Analytics/Data quality/Traffic per city entropy

From Wikitech
Jump to navigation Jump to search

This page describes a study by the Analytics team to find a metric suitable to monitor wiki traffic and alarm whenever a significant traffic drop event event happens in a given country. It could be caused by an outage or an active censhorship event. These events happen relatively frequently and are difficult to identify given the nature of wiki traffic. The metric "raw traffic counts" is too variable (has too much noise, seasonality, natural peaks and drops, etc.) to be used for anomaly detection, because it would generate too many false positives. An ideal metric would show a steady signal when traffic is regular, and show anomalies only whenever traffic is affected by a censorship or outage event.

Method

We used the same approach as with user agent entropy metrics. We used Hive's entropy UDAF on top of several fields of the pageview_hourly data set. The field that gave best results was the city. Applying entropy on top of the city field would tell us how varied was the distribution of traffic among all cities in a given country. This metric seemed to be quite steady while there were no outage or censorship events, but clearly indicated anomalies when those events occurred. Here's an example of query:

ADD JAR hdfs://analytics-hadoop/wmf/refinery/current/artifacts/refinery-hive.jar
CREATE TEMPORARY FUNCTION entropy AS 'org.wikimedia.analytics.refinery.hive.EntropyUDAF'
SELECT
    dt,
    entropy(counts) AS value
FROM (
    SELECT
        CONCAT(year, '-', LPAD(month, 2, '0'), '-', LPAD(day, 2, '0')) AS dt,
        city,
        COUNT(*) AS counts
    FROM wmf.pageview_hourly
    WHERE
        year = 2019 AND
        (month = 9 AND day >= 1 OR month = 10 AND day <= 20) AND
        agent_type = 'user' AND
        country_code = 'IQ'
    GROUP BY
        CONCAT(year, '-', LPAD(month, 2, '0'), '-', LPAD(day, 2, '0')),
        city
) AS aux
GROUP BY dt
ORDER BY dt ASC
LIMIT 10000

Criteria

To check whether the metric was suitable for anomaly detection we used the report created by the Traffic team: Monitoring Wikipedia Accessibility Around The World. There, they define a set of outage/censorship events and also a set of false positive alterations of traffic. Based on those, we observed if the metric would show a significant change on censorship/outage events, and if the metric would be steady enough when there where false positive traffic alterations.

Results

The following charts show the performance of the city entropy metric in comparison with the raw traffic metric for a couple examples of censorship/outage event, or false positives.

Iraq Oct 2019

Comparison chart between raw traffic metric and city distribution entropy metric, for event in Iraq on Oct 2019.

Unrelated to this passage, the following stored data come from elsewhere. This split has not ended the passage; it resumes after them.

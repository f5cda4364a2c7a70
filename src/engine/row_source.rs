// ==========================================
// 商品目录数据导入引擎 - 行来源
// ==========================================
// 职责: 按行惰性提供导入数据
// 支持: CSV (.csv) / Excel (.xlsx)
// 说明: 行号按物理行计数 (首行为标题行, 行号 1);
//       完全空白的行跳过但仍占用行号
// ==========================================

use std::fs::File;
use std::path::Path;

use calamine::{open_workbook, Data, Reader, Xlsx};
use csv::ReaderBuilder;

use crate::engine::contracts::CollaboratorError;
use crate::engine::error::{EngineError, EngineResult};

/// 一行导入数据
#[derive(Debug, Clone, PartialEq)]
pub struct SourceRow {
    /// 物理行号, 1 起
    pub row_number: u64,
    /// 去除首尾空白后的单元格
    pub cells: Vec<String>,
    /// 诊断用原始行文本
    pub raw_text: String,
}

// ==========================================
// RowSource Trait
// ==========================================
// 用途: 任务执行器逐行拉取数据, 两趟扫描各开一个来源
// 实现者: CsvRowSource / ExcelRowSource
pub trait RowSource: Send {
    /// 取下一行, 数据耗尽返回 None
    fn next_row(&mut self) -> Result<Option<SourceRow>, CollaboratorError>;
}

// ==========================================
// CSV 行来源
// ==========================================
pub struct CsvRowSource {
    records: csv::StringRecordsIntoIter<File>,
    delimiter: char,
    next_row_number: u64,
}

impl CsvRowSource {
    /// 打开 CSV 文件
    ///
    /// # 参数
    /// - `delimiter`: 列分隔符 (任务配置)
    /// - `text_qualifier`: 文本限定符 (任务配置)
    pub fn open(path: &Path, delimiter: char, text_qualifier: char) -> EngineResult<Self> {
        if !path.exists() {
            return Err(EngineError::FileNotFound(path.display().to_string()));
        }
        let ext = path.extension().and_then(|e| e.to_str()).unwrap_or("");
        if !ext.eq_ignore_ascii_case("csv") {
            return Err(EngineError::UnsupportedFormat(ext.to_string()));
        }

        let file = File::open(path).map_err(|e| EngineError::RowSource(e.to_string()))?;
        let reader = ReaderBuilder::new()
            .has_headers(false)
            .flexible(true) // 允许行长度不一致, 列数校验由执行器负责
            .delimiter(ascii_or(delimiter, b','))
            .quote(ascii_or(text_qualifier, b'"'))
            .from_reader(file);

        Ok(CsvRowSource {
            records: reader.into_records(),
            delimiter,
            next_row_number: 0,
        })
    }
}

/// 非 ASCII 的分隔配置回退到默认值
fn ascii_or(c: char, fallback: u8) -> u8 {
    if c.is_ascii() {
        c as u8
    } else {
        fallback
    }
}

impl RowSource for CsvRowSource {
    fn next_row(&mut self) -> Result<Option<SourceRow>, CollaboratorError> {
        loop {
            let record = match self.records.next() {
                None => return Ok(None),
                Some(Err(e)) => return Err(Box::new(e)),
                Some(Ok(record)) => record,
            };
            self.next_row_number += 1;

            let cells: Vec<String> = record.iter().map(|c| c.trim().to_string()).collect();
            if cells.iter().all(|c| c.is_empty()) {
                continue;
            }
            let raw_text = cells.join(&self.delimiter.to_string());
            return Ok(Some(SourceRow {
                row_number: self.next_row_number,
                cells,
                raw_text,
            }));
        }
    }
}

// ==========================================
// Excel 行来源
// ==========================================
// 工作簿整表读入后逐行供给, 取第一个工作表
pub struct ExcelRowSource {
    rows: std::vec::IntoIter<Vec<String>>,
    next_row_number: u64,
}

impl ExcelRowSource {
    pub fn open(path: &Path) -> EngineResult<Self> {
        if !path.exists() {
            return Err(EngineError::FileNotFound(path.display().to_string()));
        }
        let ext = path.extension().and_then(|e| e.to_str()).unwrap_or("");
        if !ext.eq_ignore_ascii_case("xlsx") {
            return Err(EngineError::UnsupportedFormat(ext.to_string()));
        }

        let mut workbook: Xlsx<_> = open_workbook(path)
            .map_err(|e: calamine::XlsxError| EngineError::RowSource(e.to_string()))?;

        let sheet_names = workbook.sheet_names();
        if sheet_names.is_empty() {
            return Err(EngineError::RowSource("Excel 文件无工作表".to_string()));
        }
        let sheet_name = sheet_names[0].clone();
        let range = workbook
            .worksheet_range(&sheet_name)
            .map_err(|e| EngineError::RowSource(e.to_string()))?;

        let rows: Vec<Vec<String>> = range
            .rows()
            .map(|row| {
                row.iter()
                    .map(|cell| match cell {
                        Data::Empty => String::new(),
                        other => other.to_string().trim().to_string(),
                    })
                    .collect()
            })
            .collect();

        Ok(ExcelRowSource {
            rows: rows.into_iter(),
            next_row_number: 0,
        })
    }
}

impl RowSource for ExcelRowSource {
    fn next_row(&mut self) -> Result<Option<SourceRow>, CollaboratorError> {
        loop {
            let cells = match self.rows.next() {
                None => return Ok(None),
                Some(cells) => cells,
            };
            self.next_row_number += 1;

            if cells.iter().all(|c| c.is_empty()) {
                continue;
            }
            let raw_text = cells.join(",");
            return Ok(Some(SourceRow {
                row_number: self.next_row_number,
                cells,
                raw_text,
            }));
        }
    }
}

/// 按扩展名打开合适的行来源
pub fn open_row_source(
    path: &Path,
    delimiter: char,
    text_qualifier: char,
) -> EngineResult<Box<dyn RowSource>> {
    let ext = path.extension().and_then(|e| e.to_str()).unwrap_or("");
    if ext.eq_ignore_ascii_case("xlsx") {
        Ok(Box::new(ExcelRowSource::open(path)?))
    } else {
        Ok(Box::new(CsvRowSource::open(path, delimiter, text_qualifier)?))
    }
}

// ==========================================
// 单元测试
// ==========================================

#[cfg(test)]
mod tests {
    use super::*;
    use std::io::Write;
    use tempfile::Builder;

    fn write_csv(content: &str) -> tempfile::NamedTempFile {
        let mut file = Builder::new().suffix(".csv").tempfile().unwrap();
        file.write_all(content.as_bytes()).unwrap();
        file.flush().unwrap();
        file
    }

    #[test]
    fn test_rows_keep_physical_numbers_and_skip_blanks() {
        let file = write_csv("categoryCode,displayName(en)\nC1,Books\n,\nC2,Music\n");
        let mut source = CsvRowSource::open(file.path(), ',', '"').unwrap();

        let title = source.next_row().unwrap().unwrap();
        assert_eq!(title.row_number, 1);
        assert_eq!(title.cells, vec!["categoryCode", "displayName(en)"]);

        let first = source.next_row().unwrap().unwrap();
        assert_eq!(first.row_number, 2);
        assert_eq!(first.cells, vec!["C1", "Books"]);

        // 空白行被跳过, 但行号保持物理位置
        let second = source.next_row().unwrap().unwrap();
        assert_eq!(second.row_number, 4);
        assert_eq!(second.cells, vec!["C2", "Music"]);

        assert!(source.next_row().unwrap().is_none());
    }

    #[test]
    fn test_custom_delimiter_and_qualifier() {
        let file = write_csv("categoryCode;displayName(en)\nC1;'Books; Comics'\n");
        let mut source = CsvRowSource::open(file.path(), ';', '\'').unwrap();

        source.next_row().unwrap().unwrap();
        let row = source.next_row().unwrap().unwrap();
        assert_eq!(row.cells, vec!["C1", "Books; Comics"]);
    }

    #[test]
    fn test_cells_are_trimmed() {
        let file = write_csv("a,b\n  C1  ,  Books  \n");
        let mut source = CsvRowSource::open(file.path(), ',', '"').unwrap();

        source.next_row().unwrap().unwrap();
        let row = source.next_row().unwrap().unwrap();
        assert_eq!(row.cells, vec!["C1", "Books"]);
    }

    #[test]
    fn test_missing_file_and_wrong_extension() {
        assert!(matches!(
            CsvRowSource::open(Path::new("/no/such/file.csv"), ',', '"'),
            Err(EngineError::FileNotFound(_))
        ));

        let file = Builder::new().suffix(".txt").tempfile().unwrap();
        assert!(matches!(
            CsvRowSource::open(file.path(), ',', '"'),
            Err(EngineError::UnsupportedFormat(_))
        ));
        assert!(matches!(
            ExcelRowSource::open(file.path()),
            Err(EngineError::UnsupportedFormat(_))
        ));
    }
}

On top we see the raw traffic metric (without self-identified bots), and on bottom we see the discussed traffic per city entropy metric. The censorship event happens on the right half of the charts. It is clear that the event affects both metrics, but the raw traffic is more difficult to alarm upon, because it's naturally more unstable; with natural peaks, drops and different levels before and after the event. On the other hand, the city entropy metric is more steady when not anomalous (has less noise) and shows the same level before and after event, which makes it way easier to detect the anomaly.

China Apr 2019

Chart comparison between raw traffic metric and city distribution entropy metric, for event in China on Apr 2019.

On top same raw traffic metric, on bottom same city entropy metric. We can also see here that city entropy is more stable, and is also affected by the censorship event on the right side of the charts.

Venezuela Jan 2019

Comparison chart between raw traffic metric and city distribution entropy metric, for event in Venezuela on Jan 2019.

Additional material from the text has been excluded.